▸ ABOUT THIS EXERCISE: Tell how many lines of the data include the word "clone". Nothing but the number belongs in the answer.

Source data
==================================================

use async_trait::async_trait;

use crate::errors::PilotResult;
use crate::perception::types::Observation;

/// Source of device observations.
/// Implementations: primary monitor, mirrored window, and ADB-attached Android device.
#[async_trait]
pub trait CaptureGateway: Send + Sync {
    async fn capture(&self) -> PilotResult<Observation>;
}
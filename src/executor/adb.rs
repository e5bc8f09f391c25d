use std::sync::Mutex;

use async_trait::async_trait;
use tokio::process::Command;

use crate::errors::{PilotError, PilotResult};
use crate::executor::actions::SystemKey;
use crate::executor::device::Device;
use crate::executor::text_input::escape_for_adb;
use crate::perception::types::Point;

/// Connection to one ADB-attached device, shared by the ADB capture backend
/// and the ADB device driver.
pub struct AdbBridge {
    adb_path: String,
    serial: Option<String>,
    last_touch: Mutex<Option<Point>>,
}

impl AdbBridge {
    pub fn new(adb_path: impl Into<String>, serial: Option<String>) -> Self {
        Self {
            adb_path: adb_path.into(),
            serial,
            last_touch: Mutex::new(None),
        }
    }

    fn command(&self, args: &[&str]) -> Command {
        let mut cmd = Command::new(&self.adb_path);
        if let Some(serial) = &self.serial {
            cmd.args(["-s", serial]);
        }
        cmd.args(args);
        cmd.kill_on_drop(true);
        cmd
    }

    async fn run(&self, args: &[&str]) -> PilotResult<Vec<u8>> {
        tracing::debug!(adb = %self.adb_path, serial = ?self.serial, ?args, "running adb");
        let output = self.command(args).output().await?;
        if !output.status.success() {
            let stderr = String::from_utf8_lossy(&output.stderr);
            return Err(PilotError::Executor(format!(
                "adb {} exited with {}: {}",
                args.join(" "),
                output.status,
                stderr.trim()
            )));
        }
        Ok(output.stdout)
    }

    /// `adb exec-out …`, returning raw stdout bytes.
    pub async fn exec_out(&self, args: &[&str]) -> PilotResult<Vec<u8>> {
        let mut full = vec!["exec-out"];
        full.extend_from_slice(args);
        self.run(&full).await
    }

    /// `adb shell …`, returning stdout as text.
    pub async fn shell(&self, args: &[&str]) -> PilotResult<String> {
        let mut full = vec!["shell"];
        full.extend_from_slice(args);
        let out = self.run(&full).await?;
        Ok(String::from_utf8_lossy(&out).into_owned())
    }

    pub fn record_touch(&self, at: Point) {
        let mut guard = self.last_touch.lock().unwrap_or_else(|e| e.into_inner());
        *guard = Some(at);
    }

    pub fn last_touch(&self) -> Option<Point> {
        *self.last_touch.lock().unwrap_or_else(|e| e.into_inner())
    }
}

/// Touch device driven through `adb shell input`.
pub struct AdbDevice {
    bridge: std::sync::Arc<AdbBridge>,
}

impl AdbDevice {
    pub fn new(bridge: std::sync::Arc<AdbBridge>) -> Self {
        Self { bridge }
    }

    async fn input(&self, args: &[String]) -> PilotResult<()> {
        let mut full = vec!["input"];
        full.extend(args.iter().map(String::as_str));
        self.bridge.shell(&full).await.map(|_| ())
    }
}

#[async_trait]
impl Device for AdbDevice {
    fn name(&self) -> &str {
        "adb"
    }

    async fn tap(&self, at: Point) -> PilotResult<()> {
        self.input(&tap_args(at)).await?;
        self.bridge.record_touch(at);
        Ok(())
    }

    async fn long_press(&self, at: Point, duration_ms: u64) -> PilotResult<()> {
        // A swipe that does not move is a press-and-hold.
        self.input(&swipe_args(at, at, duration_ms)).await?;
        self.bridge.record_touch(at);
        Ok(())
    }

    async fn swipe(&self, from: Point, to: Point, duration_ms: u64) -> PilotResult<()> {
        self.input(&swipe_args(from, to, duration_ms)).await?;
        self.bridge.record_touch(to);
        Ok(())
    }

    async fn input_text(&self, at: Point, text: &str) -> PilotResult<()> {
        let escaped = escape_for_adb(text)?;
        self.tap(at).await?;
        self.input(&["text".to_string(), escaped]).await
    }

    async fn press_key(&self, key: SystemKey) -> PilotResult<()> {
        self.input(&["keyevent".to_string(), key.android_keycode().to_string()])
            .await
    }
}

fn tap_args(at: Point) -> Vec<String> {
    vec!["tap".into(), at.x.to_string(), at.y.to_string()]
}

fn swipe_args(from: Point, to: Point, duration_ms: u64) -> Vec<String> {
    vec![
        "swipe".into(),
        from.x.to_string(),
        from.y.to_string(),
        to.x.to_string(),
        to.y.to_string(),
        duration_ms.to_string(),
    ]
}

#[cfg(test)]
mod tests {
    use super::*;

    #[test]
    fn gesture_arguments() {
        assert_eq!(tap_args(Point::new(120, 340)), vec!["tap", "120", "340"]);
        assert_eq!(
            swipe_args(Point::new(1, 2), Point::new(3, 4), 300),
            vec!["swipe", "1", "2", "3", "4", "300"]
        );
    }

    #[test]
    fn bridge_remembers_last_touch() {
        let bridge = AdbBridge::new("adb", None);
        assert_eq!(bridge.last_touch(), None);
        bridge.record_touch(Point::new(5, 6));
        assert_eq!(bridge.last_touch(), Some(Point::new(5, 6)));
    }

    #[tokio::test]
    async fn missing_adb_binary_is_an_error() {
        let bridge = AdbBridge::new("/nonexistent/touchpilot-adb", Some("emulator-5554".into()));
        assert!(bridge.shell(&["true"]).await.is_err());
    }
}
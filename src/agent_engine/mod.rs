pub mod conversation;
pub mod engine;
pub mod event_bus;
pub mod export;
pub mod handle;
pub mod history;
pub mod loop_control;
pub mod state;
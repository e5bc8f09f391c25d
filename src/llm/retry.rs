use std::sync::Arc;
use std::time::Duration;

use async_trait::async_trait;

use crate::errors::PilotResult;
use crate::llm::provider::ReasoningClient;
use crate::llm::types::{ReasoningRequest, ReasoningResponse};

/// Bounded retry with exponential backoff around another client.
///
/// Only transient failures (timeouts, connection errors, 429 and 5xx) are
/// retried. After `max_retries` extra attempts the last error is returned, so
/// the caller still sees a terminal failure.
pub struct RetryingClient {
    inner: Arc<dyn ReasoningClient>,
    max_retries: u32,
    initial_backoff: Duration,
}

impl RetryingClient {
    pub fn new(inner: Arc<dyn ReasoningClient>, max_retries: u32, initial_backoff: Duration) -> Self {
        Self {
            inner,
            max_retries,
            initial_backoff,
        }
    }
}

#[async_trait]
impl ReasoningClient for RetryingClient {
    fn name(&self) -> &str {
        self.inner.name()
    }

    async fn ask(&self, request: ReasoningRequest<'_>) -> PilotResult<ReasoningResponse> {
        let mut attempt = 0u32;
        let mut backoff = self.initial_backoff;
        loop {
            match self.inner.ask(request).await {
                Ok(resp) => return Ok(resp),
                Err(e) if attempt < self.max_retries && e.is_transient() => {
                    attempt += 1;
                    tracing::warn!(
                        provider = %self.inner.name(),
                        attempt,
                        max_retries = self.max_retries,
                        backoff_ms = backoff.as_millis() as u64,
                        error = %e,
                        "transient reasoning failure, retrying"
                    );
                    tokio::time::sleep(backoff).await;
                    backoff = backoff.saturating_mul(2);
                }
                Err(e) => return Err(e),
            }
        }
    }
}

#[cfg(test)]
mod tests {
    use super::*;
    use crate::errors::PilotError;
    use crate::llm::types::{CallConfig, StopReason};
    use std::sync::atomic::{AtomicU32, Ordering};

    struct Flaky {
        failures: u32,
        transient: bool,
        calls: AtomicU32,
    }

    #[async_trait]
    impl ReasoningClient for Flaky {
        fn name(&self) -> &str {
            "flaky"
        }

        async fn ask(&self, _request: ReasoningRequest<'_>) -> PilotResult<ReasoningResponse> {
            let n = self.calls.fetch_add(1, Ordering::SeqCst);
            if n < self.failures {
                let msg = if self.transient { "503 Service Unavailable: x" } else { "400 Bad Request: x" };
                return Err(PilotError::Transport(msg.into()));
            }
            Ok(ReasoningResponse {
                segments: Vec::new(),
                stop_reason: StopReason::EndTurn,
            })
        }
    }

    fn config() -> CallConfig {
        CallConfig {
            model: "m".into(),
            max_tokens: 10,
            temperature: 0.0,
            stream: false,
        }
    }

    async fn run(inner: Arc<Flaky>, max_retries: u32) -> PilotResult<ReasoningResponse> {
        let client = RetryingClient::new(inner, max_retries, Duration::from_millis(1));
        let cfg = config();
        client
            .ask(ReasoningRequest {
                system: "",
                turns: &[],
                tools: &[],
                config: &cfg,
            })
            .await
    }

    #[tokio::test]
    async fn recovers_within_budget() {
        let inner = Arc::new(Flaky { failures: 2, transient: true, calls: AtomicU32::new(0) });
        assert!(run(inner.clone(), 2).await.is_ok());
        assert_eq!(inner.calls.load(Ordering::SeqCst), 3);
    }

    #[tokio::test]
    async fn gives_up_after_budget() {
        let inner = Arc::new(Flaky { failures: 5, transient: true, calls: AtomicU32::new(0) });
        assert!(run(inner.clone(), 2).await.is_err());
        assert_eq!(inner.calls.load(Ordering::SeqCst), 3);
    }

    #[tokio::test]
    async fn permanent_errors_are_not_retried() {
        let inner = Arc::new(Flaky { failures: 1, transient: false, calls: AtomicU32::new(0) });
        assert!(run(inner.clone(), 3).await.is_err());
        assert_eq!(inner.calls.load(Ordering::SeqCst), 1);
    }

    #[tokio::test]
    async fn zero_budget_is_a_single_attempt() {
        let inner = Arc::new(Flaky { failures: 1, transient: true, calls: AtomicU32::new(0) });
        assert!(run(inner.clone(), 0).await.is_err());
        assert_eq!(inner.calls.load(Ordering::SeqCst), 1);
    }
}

==================================================

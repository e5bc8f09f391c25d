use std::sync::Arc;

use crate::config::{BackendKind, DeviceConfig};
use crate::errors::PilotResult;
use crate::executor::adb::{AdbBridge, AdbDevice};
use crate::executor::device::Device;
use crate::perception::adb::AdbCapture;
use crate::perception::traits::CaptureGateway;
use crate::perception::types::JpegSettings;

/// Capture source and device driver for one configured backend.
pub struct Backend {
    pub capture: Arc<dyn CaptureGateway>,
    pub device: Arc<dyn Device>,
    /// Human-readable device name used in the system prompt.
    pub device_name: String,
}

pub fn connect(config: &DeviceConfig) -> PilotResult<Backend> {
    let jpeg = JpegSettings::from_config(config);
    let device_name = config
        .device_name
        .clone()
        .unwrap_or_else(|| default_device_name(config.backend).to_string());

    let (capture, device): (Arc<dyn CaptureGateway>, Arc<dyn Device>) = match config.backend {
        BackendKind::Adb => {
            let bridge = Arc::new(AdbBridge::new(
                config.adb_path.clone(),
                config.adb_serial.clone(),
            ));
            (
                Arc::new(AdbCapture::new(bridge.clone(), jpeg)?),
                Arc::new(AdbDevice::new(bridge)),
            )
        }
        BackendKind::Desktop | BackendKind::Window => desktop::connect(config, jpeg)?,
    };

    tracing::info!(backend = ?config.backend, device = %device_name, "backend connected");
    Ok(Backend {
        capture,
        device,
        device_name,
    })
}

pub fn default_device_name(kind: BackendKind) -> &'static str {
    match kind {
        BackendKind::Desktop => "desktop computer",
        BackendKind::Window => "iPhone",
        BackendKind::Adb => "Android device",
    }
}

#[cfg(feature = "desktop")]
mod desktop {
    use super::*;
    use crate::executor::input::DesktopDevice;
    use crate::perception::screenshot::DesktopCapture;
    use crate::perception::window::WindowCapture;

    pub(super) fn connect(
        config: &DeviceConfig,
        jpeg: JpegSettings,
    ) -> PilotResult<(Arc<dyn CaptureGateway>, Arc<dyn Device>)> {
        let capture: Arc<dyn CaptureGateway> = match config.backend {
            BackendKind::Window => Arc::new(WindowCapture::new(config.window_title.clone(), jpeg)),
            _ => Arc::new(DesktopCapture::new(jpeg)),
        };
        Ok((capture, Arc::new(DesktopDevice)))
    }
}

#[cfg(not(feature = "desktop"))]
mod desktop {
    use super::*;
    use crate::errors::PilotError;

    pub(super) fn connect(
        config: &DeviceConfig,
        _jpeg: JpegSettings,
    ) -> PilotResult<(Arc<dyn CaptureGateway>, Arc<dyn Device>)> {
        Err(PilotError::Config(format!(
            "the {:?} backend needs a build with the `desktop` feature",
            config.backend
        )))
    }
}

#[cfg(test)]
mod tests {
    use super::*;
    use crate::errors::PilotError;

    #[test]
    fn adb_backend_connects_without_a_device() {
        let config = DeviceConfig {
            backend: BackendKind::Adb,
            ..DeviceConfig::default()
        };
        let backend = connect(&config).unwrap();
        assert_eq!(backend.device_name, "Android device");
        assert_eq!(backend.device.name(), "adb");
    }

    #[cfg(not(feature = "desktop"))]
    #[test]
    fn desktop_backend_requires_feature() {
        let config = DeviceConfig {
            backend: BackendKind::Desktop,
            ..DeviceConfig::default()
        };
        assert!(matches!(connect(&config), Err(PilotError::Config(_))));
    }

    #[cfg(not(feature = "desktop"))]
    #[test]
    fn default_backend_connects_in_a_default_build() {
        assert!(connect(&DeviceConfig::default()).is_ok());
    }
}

==================================================

▸ WRITTEN SOLUTION: 9